Material provided:
++++++++++++++++++++

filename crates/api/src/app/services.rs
use std::{
    collections::HashMap,
    convert::Infallible,
    sync::{mpsc::RecvTimeoutError, Arc, Mutex},
    time::Duration,
};

use anyhow::Context;
use axum::response::sse::{Event as SseEvent, KeepAlive, Sse};
use tokio::sync::mpsc::unbounded_channel;
use tokio_stream::wrappers::UnboundedReceiverStream;
use tokio_util::sync::CancellationToken;

use shelflife_core::StoreId;
use shelflife_events::{Event, EventBus, InMemoryEventBus, Subscription};
use shelflife_infra::{
    automation::{AutomationEngine, AutomationRunnerHandle, AutomationSchedule, AutomationSettings, Repositories},
    config::EngineConfig,
    notify::{EngineEvent, EventSink},
    repository::{
        InMemoryCorrelationRepository, InMemoryOrderRepository, InMemoryPredictionRepository,
        InMemoryProductRepository, InMemoryRuleRepository,
    },
    sync::{
        HttpSyncTarget, InMemorySyncQueueStore, PostgresSyncQueueStore, SyncQueueProcessor,
        SyncQueueStore, SyncTarget,
    },
};
use shelflife_pricing::PricingEngine;

/// Engine notification sink that fans out to SSE subscribers over the in-process bus.
///
/// With no subscriber events are dropped; a closed stream is pruned on the next publish.
#[derive(Debug, Default)]
pub struct RealtimeSink {
    bus: InMemoryEventBus<EngineEvent>,
}

impl RealtimeSink {
    pub fn new() -> Self {
        Self::default()
    }

    pub fn subscribe(&self) -> Subscription<EngineEvent> {
        self.bus.subscribe()
    }

    pub fn subscriber_count(&self) -> usize {
        self.bus.subscriber_count()
    }
}

impl EventSink for RealtimeSink {
    fn emit(&self, event: EngineEvent) {
        tracing::debug!(event_type = event.event_type(), store = %event.store_id(), "engine event");
        if let Err(e) = self.bus.publish(event) {
            tracing::warn!(error = %e, "failed to publish engine event");
        }
    }
}

/// Everything the handlers need: the engine, the inventory/sales feeds it reads, and the
/// per-store periodic runners.
pub struct AppServices {
    engine: Arc<AutomationEngine>,
    products: Arc<InMemoryProductRepository>,
    orders: Arc<InMemoryOrderRepository>,
    realtime: Arc<RealtimeSink>,
    schedule: AutomationSchedule,
    runners: Mutex<HashMap<StoreId, AutomationRunnerHandle>>,
    shutdown: CancellationToken,
}

impl std::fmt::Debug for AppServices {
    fn fmt(&self, f: &mut std::fmt::Formatter<'_>) -> std::fmt::Result {
        f.debug_struct("AppServices")
            .field("engine", &self.engine)
            .field("schedule", &self.schedule)
            .finish()
    }
}

impl AppServices {
    /// Wire services around an explicit queue store and target list.
    pub fn new(
        config: &EngineConfig,
        queue: Arc<dyn SyncQueueStore>,
        targets: Vec<Arc<dyn SyncTarget>>,
    ) -> Self {
        let realtime = Arc::new(RealtimeSink::new());
        let sink: Arc<dyn EventSink> = realtime.clone();

        let processor = targets
            .into_iter()
            .fold(
                SyncQueueProcessor::builder(queue, sink.clone()).config(config.processor.clone()),
                |builder, target| builder.target(target),
            )
            .build();

        let products = Arc::new(InMemoryProductRepository::new());
        let orders = Arc::new(InMemoryOrderRepository::new());
        let repos = Repositories {
            products: products.clone(),
            rules: Arc::new(InMemoryRuleRepository::new()),
            predictions: Arc::new(InMemoryPredictionRepository::new()),
            correlations: Arc::new(InMemoryCorrelationRepository::new()),
            orders: orders.clone(),
        };

        let engine = AutomationEngine::new(repos, processor, sink)
            .with_pricing(PricingEngine::new().with_epsilon(config.price_epsilon))
            .with_settings(AutomationSettings {
                sync_batch: config.sync_batch,
                ..AutomationSettings::default()
            });

        Self {
            engine: Arc::new(engine),
            products,
            orders,
            realtime,
            schedule: config.schedule.clone(),
            runners: Mutex::new(HashMap::new()),
            shutdown: CancellationToken::new(),
        }
    }

    /// In-memory queue, no HTTP targets (dev/test).
    pub fn in_memory(config: &EngineConfig, targets: Vec<Arc<dyn SyncTarget>>) -> Self {
        Self::new(config, InMemorySyncQueueStore::arc(), targets)
    }

    /// Production wiring: Postgres queue when a database URL is configured, one HTTP target
    /// per configured system.
    pub async fn from_config(config: &EngineConfig) -> anyhow::Result<Self> {
        let queue: Arc<dyn SyncQueueStore> = match &config.database_url {
            Some(url) => {
                let pool = sqlx::PgPool::connect(url)
                    .await
                    .context("failed to connect to Postgres")?;
                let store = PostgresSyncQueueStore::new(pool);
                store
                    .ensure_schema()
                    .await
                    .context("failed to create the sync queue schema")?;
                Arc::new(store)
            }
            None => InMemorySyncQueueStore::arc(),
        };

        let mut targets: Vec<Arc<dyn SyncTarget>> = Vec::with_capacity(config.targets.len());
        for t in &config.targets {
            let target = HttpSyncTarget::new(&t.name, &t.url, config.processor.target_timeout)
                .with_context(|| format!("failed to build sync target {}", t.name))?;
            targets.push(Arc::new(target));
        }

        Ok(Self::new(config, queue, targets))
    }

    pub fn engine(&self) -> &Arc<AutomationEngine> {
        &self.engine
    }

    pub fn products(&self) -> &InMemoryProductRepository {
        &self.products
    }

    pub fn orders(&self) -> &InMemoryOrderRepository {
        &self.orders
    }

    pub fn subscribe_events(&self) -> Subscription<EngineEvent> {
        self.realtime.subscribe()
    }

    /// Open event subscriptions (SSE clients still connected as of the last event).
    pub fn event_subscribers(&self) -> usize {
        self.realtime.subscriber_count()
    }

    pub fn shutdown_token(&self) -> &CancellationToken {
        &self.shutdown
    }

    /// Start the periodic runner of `store_id` unless it is already running.
    pub fn ensure_runner(&self, store_id: StoreId) {
        let Ok(mut runners) = self.runners.lock() else {
            tracing::error!(store = %store_id, "runner registry lock poisoned");
            return;
        };
        runners.entry(store_id).or_insert_with(|| {
            self.schedule
                .spawn_for_store(self.engine.clone(), store_id, &self.shutdown)
        });
    }

    /// Ask the store's runner for an immediate full run, starting it if needed.
    pub fn trigger(&self, store_id: StoreId) {
        self.ensure_runner(store_id);
        if let Ok(runners) = self.runners.lock() {
            if let Some(handle) = runners.get(&store_id) {
                handle.trigger();
            }
        }
    }

    /// Cancel every runner and wait for in-flight runs to wind down.
    pub async fn shutdown(&self) {
        self.shutdown.cancel();
        let handles: Vec<AutomationRunnerHandle> = match self.runners.lock() {
            Ok(mut runners) => runners.drain().map(|(_, h)| h).collect(),
            Err(_) => Vec::new(),
        };
        for handle in handles {
            handle.shutdown().await;
        }
    }
}

/// SSE stream of the store's engine events.
///
/// A blocking task drains the bus subscription into the response channel and stops once
/// the client disconnects or the bus goes away.
pub fn store_sse_stream(
    subscription: Subscription<EngineEvent>,
    store_id: StoreId,
) -> Sse<UnboundedReceiverStream<Result<SseEvent, Infallible>>> {
    let (tx, rx) = unbounded_channel::<Result<SseEvent, Infallible>>();

    tokio::task::spawn_blocking(move || loop {
        match subscription.recv_timeout(Duration::from_secs(1)) {
            Ok(event) if event.store_id() == store_id => {
                let data = match serde_json::to_string(&event) {
                    Ok(data) => data,
                    Err(_) => continue,
                };
                if tx.send(Ok(SseEvent::default().event(event.event_type()).data(data))).is_err() {
                    break;
                }
            }
            Ok(_) => {}
            Err(RecvTimeoutError::Timeout) if tx.is_closed() => break,
            Err(RecvTimeoutError::Timeout) => {}
            Err(RecvTimeoutError::Disconnected) => break,
        }
    });

    Sse::new(UnboundedReceiverStream::new(rx))
        .keep_alive(KeepAlive::new().interval(Duration::from_secs(15)))
}
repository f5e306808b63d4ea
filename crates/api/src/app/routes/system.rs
use axum::http::StatusCode;

pub async fn health() -> StatusCode {
    StatusCode::OK
}
use rust_decimal::Decimal;
use serde::{Deserialize, Serialize};

use shelflife_core::{Money, ProductId, RuleId, StoreId};

/// A proposed price mutation produced by the rule engine.
#[derive(Debug, Clone, PartialEq, Eq, Serialize, Deserialize)]
pub struct PriceChange {
    pub store_id: StoreId,
    pub product_id: ProductId,
    pub product_name: String,
    pub old_price: Money,
    pub new_price: Money,
    pub rule_id: RuleId,
    pub rule_name: String,
    pub discount_percentage: Decimal,
    /// Clamped to zero for expired products.
    pub days_until_expiry: i64,
}

impl PriceChange {
    /// Audit annotation stored next to the product price.
    pub fn annotation(&self) -> String {
        format!(
            "auto-discount:{}%:{}",
            self.discount_percentage.normalize(),
            self.rule_name
        )
    }
}
//! Engine notifications (state transitions pushed to subscribers).

use chrono::{DateTime, Utc};
use serde::Serialize;
use tracing::warn;

use shelflife_core::{Money, ProductId, StoreId, SyncItemId};
use shelflife_events::{Event, EventBus};

use crate::automation::Stage;
use crate::sync::SyncStatus;

#[derive(Debug, Clone, PartialEq, Serialize)]
#[serde(tag = "type", rename_all = "snake_case")]
pub enum EngineEvent {
    PriceChanged {
        store_id: StoreId,
        product_id: ProductId,
        old_price: Money,
        new_price: Money,
        annotation: String,
        at: DateTime<Utc>,
    },
    SyncItemEnqueued {
        store_id: StoreId,
        item_id: SyncItemId,
        target: String,
        at: DateTime<Utc>,
    },
    SyncItemTransitioned {
        store_id: StoreId,
        item_id: SyncItemId,
        target: String,
        from: SyncStatus,
        to: SyncStatus,
        error_message: Option<String>,
        at: DateTime<Utc>,
    },
    StageFailed {
        store_id: StoreId,
        stage: Stage,
        error: String,
        at: DateTime<Utc>,
    },
    RunCompleted {
        store_id: StoreId,
        updated_count: usize,
        failed_stages: usize,
        at: DateTime<Utc>,
    },
}

impl Event for EngineEvent {
    fn event_type(&self) -> &'static str {
        match self {
            EngineEvent::PriceChanged { .. } => "pricing.price.changed",
            EngineEvent::SyncItemEnqueued { .. } => "sync.item.enqueued",
            EngineEvent::SyncItemTransitioned { .. } => "sync.item.transitioned",
            EngineEvent::StageFailed { .. } => "automation.stage.failed",
            EngineEvent::RunCompleted { .. } => "automation.run.completed",
        }
    }

    fn store_id(&self) -> StoreId {
        match self {
            EngineEvent::PriceChanged { store_id, .. }
            | EngineEvent::SyncItemEnqueued { store_id, .. }
            | EngineEvent::SyncItemTransitioned { store_id, .. }
            | EngineEvent::StageFailed { store_id, .. }
            | EngineEvent::RunCompleted { store_id, .. } => *store_id,
        }
    }

    fn occurred_at(&self) -> DateTime<Utc> {
        match self {
            EngineEvent::PriceChanged { at, .. }
            | EngineEvent::SyncItemEnqueued { at, .. }
            | EngineEvent::SyncItemTransitioned { at, .. }
            | EngineEvent::StageFailed { at, .. }
            | EngineEvent::RunCompleted { at, .. } => *at,
        }
    }
}

/// Fire-and-forget sink for engine notifications.
///
/// Notifications are not the source of truth (queue and prediction rows are), so a failed
/// publish is logged and dropped.
pub trait EventSink: Send + Sync + 'static {
    fn emit(&self, event: EngineEvent);
}

impl<B> EventSink for B
where
    B: EventBus<EngineEvent> + 'static,
{
    fn emit(&self, event: EngineEvent) {
        let event_type = event.event_type();
        if let Err(e) = self.publish(event) {
            warn!(event_type, error = ?e, "failed to publish engine event");
        }
    }
}

/// Sink that drops everything (no subscribers configured).
#[derive(Debug, Default, Clone, Copy)]
pub struct NoopSink;

impl EventSink for NoopSink {
    fn emit(&self, _event: EngineEvent) {}
}
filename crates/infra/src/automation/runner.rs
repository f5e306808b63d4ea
use std::sync::Arc;
use std::time::Duration;

use tokio::sync::mpsc;
use tokio::task::JoinHandle;
use tokio::time::MissedTickBehavior;
use tokio_util::sync::CancellationToken;
use tracing::{debug, info};

use shelflife_core::StoreId;

use super::engine::AutomationEngine;
use super::report::StageSet;

/// Cadences of the periodic driver.
#[derive(Debug, Clone)]
pub struct AutomationSchedule {
    /// Pricing evaluation followed by a queue batch.
    pub pricing_interval: Duration,
    pub waste_interval: Duration,
    pub correlation_interval: Duration,
}

impl Default for AutomationSchedule {
    fn default() -> Self {
        Self {
            pricing_interval: Duration::from_secs(60 * 60),
            waste_interval: Duration::from_secs(6 * 60 * 60),
            correlation_interval: Duration::from_secs(24 * 60 * 60),
        }
    }
}

/// Handle for a running per-store driver (trigger + shutdown).
#[derive(Debug)]
pub struct AutomationRunnerHandle {
    store_id: StoreId,
    trigger: mpsc::Sender<()>,
    cancel: CancellationToken,
    join: Option<JoinHandle<()>>,
}

impl AutomationRunnerHandle {
    pub fn store_id(&self) -> StoreId {
        self.store_id
    }

    /// Request a full run as soon as possible.
    ///
    /// Triggers are coalesced: while one is already pending this is a no-op.
    pub fn trigger(&self) {
        let _ = self.trigger.try_send(());
    }

    /// Stop the driver. A run in progress finishes its claimed queue items first.
    pub async fn shutdown(mut self) {
        self.cancel.cancel();
        if let Some(join) = self.join.take() {
            let _ = join.await;
        }
    }
}

impl AutomationSchedule {
    /// Spawn the store's driver on the current tokio runtime.
    ///
    /// Every stage runs once on startup, then on its own cadence. Cancelling `parent`
    /// stops the driver as well.
    pub fn spawn_for_store(
        &self,
        engine: Arc<AutomationEngine>,
        store_id: StoreId,
        parent: &CancellationToken,
    ) -> AutomationRunnerHandle {
        let (trigger_tx, trigger_rx) = mpsc::channel::<()>(1);
        let cancel = parent.child_token();

        let join = tokio::spawn(runner_loop(
            self.clone(),
            engine,
            store_id,
            trigger_rx,
            cancel.clone(),
        ));

        AutomationRunnerHandle {
            store_id,
            trigger: trigger_tx,
            cancel,
            join: Some(join),
        }
    }
}

fn ticker(period: Duration) -> tokio::time::Interval {
    let mut interval = tokio::time::interval(period.max(Duration::from_millis(1)));
    interval.set_missed_tick_behavior(MissedTickBehavior::Skip);
    interval
}

async fn runner_loop(
    schedule: AutomationSchedule,
    engine: Arc<AutomationEngine>,
    store_id: StoreId,
    mut trigger_rx: mpsc::Receiver<()>,
    cancel: CancellationToken,
) {
    info!(store = %store_id, ?schedule, "automation runner started");

    let mut pricing = ticker(schedule.pricing_interval);
    let mut waste = ticker(schedule.waste_interval);
    let mut correlation = ticker(schedule.correlation_interval);

    loop {
        let stages = tokio::select! {
            biased;
            _ = cancel.cancelled() => break,
            Some(()) = trigger_rx.recv() => StageSet::ALL,
            _ = pricing.tick() => StageSet::PRICING,
            _ = waste.tick() => StageSet::WASTE,
            _ = correlation.tick() => StageSet::CORRELATION,
        };

        // Absorb a trigger that arrived together with a tick.
        let stages = match trigger_rx.try_recv() {
            Ok(()) => stages.union(StageSet::ALL),
            Err(_) => stages,
        };

        debug!(store = %store_id, ?stages, "automation run starting");
        let report = engine.run_once(store_id, stages, &cancel).await;
        debug!(store = %store_id, run_id = %report.run_id, "automation run done");
    }

    info!(store = %store_id, "automation runner stopped");
}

++++++++++++++++++++

Task prompt:
Once you have identified the lines above that contain "PricingEngine", copy each of them.

Output of the exercise:
use shelflife_pricing::PricingEngine;
            .with_pricing(PricingEngine::new().with_epsilon(config.price_epsilon))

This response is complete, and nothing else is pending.